Required action.
Could you reproduce, word for word, everything below from the line containing "filename src/lib.rs" down to the line containing "pub mod model;", with both of those lines included and no others?
START Task input
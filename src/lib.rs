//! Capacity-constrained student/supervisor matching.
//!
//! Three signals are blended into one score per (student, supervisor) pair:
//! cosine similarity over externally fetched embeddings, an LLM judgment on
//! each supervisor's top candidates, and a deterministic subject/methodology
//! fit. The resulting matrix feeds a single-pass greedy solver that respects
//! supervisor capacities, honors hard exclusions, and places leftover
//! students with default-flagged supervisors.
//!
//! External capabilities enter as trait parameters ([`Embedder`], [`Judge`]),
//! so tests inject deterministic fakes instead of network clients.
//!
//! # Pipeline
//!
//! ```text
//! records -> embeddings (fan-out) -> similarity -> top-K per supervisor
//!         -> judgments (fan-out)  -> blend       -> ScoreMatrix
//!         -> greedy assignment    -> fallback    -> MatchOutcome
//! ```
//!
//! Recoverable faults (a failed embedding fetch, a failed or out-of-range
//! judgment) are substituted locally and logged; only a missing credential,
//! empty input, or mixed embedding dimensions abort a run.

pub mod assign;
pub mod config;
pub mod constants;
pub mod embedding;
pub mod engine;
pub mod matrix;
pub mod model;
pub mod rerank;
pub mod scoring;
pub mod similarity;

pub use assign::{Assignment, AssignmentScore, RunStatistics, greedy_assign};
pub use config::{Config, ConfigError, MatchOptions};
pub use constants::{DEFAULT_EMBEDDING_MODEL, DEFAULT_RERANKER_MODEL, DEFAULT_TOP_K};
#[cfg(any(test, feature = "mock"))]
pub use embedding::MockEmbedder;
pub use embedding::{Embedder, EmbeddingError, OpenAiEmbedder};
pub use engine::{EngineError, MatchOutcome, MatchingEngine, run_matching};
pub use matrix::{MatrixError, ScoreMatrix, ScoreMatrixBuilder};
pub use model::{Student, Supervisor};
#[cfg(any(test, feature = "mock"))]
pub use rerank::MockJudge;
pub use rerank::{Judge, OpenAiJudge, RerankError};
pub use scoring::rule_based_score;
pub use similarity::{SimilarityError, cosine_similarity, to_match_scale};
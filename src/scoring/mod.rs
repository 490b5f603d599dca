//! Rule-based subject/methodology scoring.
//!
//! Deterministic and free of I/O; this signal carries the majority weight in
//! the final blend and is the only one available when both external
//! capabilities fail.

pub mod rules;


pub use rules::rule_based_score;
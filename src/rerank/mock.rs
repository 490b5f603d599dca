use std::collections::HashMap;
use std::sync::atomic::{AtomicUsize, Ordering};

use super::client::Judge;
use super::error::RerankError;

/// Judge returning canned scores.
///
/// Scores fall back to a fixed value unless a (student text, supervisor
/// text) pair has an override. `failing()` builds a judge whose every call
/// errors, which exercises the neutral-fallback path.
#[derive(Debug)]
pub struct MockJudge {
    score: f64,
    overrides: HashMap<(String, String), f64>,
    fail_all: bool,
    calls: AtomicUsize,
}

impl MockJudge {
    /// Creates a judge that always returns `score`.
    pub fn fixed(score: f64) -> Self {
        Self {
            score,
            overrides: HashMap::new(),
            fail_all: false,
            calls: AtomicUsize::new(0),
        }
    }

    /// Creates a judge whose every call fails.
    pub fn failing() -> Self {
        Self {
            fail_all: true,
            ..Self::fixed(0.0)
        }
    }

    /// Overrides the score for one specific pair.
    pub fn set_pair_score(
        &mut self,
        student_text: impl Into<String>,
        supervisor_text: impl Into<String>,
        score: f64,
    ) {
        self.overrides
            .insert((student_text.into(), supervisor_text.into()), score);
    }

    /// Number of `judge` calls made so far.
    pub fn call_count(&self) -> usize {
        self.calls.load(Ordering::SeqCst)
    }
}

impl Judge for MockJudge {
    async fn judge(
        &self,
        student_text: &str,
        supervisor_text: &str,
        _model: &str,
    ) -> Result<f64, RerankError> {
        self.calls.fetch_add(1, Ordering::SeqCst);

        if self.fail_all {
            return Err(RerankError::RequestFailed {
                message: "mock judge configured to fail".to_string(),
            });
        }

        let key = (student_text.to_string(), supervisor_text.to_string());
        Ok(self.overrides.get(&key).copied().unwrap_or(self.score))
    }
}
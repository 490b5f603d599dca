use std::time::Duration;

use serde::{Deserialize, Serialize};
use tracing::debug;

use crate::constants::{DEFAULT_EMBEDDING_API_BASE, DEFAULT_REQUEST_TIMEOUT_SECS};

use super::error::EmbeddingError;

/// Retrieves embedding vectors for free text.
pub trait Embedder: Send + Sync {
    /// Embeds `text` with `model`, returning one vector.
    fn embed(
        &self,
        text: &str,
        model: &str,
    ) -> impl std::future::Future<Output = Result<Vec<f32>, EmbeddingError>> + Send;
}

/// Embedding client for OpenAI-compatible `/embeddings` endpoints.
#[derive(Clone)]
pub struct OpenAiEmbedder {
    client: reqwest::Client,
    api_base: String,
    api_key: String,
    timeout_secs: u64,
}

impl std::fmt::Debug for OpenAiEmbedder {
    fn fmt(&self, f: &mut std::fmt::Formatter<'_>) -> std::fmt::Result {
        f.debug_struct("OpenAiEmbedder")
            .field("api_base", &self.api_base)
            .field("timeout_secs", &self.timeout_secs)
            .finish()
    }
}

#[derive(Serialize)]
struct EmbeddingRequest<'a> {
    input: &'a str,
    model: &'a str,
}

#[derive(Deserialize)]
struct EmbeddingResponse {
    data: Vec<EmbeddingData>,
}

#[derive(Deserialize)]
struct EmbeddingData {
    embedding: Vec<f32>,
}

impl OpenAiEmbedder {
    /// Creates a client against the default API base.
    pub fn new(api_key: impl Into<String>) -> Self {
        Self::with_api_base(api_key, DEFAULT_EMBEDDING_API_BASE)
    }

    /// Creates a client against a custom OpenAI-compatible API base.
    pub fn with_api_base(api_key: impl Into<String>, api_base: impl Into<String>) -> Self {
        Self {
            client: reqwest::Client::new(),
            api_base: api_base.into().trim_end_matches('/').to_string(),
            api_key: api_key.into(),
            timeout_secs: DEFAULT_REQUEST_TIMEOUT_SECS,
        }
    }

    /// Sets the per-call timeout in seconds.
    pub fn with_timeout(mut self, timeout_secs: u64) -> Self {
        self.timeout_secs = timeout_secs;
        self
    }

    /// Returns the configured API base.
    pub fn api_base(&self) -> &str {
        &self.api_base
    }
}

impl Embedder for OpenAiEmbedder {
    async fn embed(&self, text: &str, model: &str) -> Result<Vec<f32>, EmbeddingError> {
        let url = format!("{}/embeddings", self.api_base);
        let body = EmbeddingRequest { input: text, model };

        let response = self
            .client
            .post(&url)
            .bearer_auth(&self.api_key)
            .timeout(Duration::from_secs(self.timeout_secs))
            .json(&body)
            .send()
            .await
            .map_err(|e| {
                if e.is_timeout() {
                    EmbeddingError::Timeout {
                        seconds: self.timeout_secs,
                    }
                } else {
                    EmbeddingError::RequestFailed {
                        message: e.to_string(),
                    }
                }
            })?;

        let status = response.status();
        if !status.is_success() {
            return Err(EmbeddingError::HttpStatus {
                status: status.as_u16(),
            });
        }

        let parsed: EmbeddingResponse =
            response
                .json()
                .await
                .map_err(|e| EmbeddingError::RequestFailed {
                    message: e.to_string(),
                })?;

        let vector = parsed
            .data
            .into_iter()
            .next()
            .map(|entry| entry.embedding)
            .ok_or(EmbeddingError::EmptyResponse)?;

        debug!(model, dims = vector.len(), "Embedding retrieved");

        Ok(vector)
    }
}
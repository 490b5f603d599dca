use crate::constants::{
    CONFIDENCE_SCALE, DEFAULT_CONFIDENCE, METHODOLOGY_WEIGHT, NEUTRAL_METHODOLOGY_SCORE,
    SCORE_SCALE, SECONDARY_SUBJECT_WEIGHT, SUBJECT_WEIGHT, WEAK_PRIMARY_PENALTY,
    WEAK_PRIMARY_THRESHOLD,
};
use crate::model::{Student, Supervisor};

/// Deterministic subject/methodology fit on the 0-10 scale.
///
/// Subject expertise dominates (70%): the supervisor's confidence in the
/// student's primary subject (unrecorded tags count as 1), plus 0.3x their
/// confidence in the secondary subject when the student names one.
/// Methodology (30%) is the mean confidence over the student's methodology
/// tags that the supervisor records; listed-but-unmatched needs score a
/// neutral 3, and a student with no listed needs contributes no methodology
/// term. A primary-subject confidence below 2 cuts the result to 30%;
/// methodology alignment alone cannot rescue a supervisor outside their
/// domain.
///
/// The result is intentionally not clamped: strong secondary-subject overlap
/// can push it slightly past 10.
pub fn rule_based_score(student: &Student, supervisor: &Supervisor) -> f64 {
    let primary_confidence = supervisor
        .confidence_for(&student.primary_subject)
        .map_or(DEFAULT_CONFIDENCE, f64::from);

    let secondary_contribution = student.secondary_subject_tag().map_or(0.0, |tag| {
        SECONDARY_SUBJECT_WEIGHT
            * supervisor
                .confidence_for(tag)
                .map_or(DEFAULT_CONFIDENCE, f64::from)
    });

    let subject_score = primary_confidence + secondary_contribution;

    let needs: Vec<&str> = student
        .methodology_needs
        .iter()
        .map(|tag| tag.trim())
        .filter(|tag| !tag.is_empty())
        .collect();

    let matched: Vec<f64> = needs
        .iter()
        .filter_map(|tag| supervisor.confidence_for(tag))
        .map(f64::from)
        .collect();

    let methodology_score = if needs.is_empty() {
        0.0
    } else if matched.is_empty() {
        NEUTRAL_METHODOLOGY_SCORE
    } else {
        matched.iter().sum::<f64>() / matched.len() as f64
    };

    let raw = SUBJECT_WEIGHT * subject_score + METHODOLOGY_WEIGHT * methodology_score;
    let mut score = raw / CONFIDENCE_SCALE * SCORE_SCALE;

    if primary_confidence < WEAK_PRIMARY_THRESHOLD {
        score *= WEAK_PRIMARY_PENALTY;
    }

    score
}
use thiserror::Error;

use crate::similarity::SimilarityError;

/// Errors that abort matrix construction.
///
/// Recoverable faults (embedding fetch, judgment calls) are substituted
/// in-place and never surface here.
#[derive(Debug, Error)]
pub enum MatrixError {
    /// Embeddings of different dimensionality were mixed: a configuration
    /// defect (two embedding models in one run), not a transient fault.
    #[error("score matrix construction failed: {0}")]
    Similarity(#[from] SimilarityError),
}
END Task input
START Task input
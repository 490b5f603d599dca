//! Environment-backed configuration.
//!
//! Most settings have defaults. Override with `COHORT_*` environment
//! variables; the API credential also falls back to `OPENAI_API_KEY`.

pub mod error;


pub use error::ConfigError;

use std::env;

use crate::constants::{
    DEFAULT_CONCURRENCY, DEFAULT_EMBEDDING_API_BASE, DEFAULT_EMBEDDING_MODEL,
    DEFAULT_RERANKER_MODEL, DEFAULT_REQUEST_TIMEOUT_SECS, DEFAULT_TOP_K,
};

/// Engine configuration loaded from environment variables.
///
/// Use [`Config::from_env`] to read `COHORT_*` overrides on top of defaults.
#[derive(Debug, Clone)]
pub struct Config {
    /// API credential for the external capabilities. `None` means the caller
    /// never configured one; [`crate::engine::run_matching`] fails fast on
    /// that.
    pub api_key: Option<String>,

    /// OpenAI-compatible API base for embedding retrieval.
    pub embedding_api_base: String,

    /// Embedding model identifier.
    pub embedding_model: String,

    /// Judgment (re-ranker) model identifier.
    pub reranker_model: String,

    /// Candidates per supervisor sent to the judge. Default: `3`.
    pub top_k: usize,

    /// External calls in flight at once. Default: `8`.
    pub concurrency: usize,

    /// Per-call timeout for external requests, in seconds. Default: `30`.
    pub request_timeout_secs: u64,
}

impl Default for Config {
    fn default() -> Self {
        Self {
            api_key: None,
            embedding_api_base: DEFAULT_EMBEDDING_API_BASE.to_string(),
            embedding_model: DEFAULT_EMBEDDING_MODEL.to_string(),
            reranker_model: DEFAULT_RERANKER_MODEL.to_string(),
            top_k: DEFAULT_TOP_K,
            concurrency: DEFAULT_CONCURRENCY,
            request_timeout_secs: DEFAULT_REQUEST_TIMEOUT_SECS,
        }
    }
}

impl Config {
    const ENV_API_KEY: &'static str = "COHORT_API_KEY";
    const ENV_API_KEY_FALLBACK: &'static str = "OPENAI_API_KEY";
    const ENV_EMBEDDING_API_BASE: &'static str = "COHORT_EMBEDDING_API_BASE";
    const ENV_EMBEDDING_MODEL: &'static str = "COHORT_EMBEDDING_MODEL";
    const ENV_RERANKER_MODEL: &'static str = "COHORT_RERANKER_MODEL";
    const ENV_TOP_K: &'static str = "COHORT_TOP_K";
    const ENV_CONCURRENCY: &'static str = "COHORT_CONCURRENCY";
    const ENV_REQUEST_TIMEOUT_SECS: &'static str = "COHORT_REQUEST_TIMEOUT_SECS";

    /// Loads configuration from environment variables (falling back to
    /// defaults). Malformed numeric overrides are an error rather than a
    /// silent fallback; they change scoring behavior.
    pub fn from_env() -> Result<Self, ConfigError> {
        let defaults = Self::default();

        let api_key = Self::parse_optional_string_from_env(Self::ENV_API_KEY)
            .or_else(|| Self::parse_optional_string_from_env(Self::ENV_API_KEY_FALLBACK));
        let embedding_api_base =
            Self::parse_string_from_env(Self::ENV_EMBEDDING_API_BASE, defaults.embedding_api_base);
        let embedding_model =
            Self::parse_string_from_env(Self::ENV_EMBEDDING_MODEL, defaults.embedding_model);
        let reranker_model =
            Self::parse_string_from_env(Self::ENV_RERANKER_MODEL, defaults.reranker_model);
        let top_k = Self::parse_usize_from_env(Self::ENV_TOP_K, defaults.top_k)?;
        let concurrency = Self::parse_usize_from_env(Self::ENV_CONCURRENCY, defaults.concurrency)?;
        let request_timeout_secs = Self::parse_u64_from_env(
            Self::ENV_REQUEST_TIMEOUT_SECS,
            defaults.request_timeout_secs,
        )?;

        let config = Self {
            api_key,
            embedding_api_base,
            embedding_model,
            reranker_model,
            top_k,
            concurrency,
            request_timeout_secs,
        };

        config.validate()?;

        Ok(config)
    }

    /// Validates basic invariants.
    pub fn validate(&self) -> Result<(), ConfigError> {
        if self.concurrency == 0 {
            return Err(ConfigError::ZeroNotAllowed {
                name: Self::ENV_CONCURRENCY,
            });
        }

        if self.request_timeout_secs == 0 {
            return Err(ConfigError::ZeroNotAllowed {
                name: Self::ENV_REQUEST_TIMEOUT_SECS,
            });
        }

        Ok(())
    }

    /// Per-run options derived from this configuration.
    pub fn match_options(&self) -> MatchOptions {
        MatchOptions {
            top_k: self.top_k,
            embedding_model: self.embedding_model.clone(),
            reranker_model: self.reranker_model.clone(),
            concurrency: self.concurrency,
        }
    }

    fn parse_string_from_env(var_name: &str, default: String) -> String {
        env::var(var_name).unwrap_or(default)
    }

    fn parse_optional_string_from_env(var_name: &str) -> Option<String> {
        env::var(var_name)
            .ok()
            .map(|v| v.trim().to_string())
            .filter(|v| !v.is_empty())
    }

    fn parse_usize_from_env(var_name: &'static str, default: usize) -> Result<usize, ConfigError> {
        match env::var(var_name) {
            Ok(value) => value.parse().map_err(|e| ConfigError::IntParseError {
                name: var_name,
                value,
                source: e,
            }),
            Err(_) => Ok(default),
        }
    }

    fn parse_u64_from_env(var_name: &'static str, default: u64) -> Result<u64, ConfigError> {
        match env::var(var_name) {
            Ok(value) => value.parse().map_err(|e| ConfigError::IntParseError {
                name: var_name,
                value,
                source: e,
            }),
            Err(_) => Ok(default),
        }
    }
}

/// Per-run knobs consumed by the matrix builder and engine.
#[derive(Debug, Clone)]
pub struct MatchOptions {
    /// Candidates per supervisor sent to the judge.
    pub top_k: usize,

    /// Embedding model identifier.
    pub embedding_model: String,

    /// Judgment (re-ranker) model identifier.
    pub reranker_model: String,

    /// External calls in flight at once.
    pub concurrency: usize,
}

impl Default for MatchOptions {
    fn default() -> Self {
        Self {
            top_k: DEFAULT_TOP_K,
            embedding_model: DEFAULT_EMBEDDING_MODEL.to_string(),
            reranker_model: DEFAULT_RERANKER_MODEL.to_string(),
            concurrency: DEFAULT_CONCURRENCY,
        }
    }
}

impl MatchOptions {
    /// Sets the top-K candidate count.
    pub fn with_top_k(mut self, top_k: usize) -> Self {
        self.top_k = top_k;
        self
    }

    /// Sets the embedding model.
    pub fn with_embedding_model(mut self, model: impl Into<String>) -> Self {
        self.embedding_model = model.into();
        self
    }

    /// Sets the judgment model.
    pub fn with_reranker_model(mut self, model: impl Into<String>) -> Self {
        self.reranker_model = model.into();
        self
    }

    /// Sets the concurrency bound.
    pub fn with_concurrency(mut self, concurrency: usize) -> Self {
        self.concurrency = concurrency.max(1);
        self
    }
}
END Task input
The completed task.
filename src/lib.rs
//! Capacity-constrained student/supervisor matching.
//!
//! Three signals are blended into one score per (student, supervisor) pair:
//! cosine similarity over externally fetched embeddings, an LLM judgment on
//! each supervisor's top candidates, and a deterministic subject/methodology
//! fit. The resulting matrix feeds a single-pass greedy solver that respects
//! supervisor capacities, honors hard exclusions, and places leftover
//! students with default-flagged supervisors.
//!
//! External capabilities enter as trait parameters ([`Embedder`], [`Judge`]),
//! so tests inject deterministic fakes instead of network clients.
//!
//! # Pipeline
//!
//! ```text
//! records -> embeddings (fan-out) -> similarity -> top-K per supervisor
//!         -> judgments (fan-out)  -> blend       -> ScoreMatrix
//!         -> greedy assignment    -> fallback    -> MatchOutcome
//! ```
//!
//! Recoverable faults (a failed embedding fetch, a failed or out-of-range
//! judgment) are substituted locally and logged; only a missing credential,
//! empty input, or mixed embedding dimensions abort a run.

pub mod assign;
pub mod config;
pub mod constants;
pub mod embedding;
pub mod engine;
pub mod matrix;
pub mod model;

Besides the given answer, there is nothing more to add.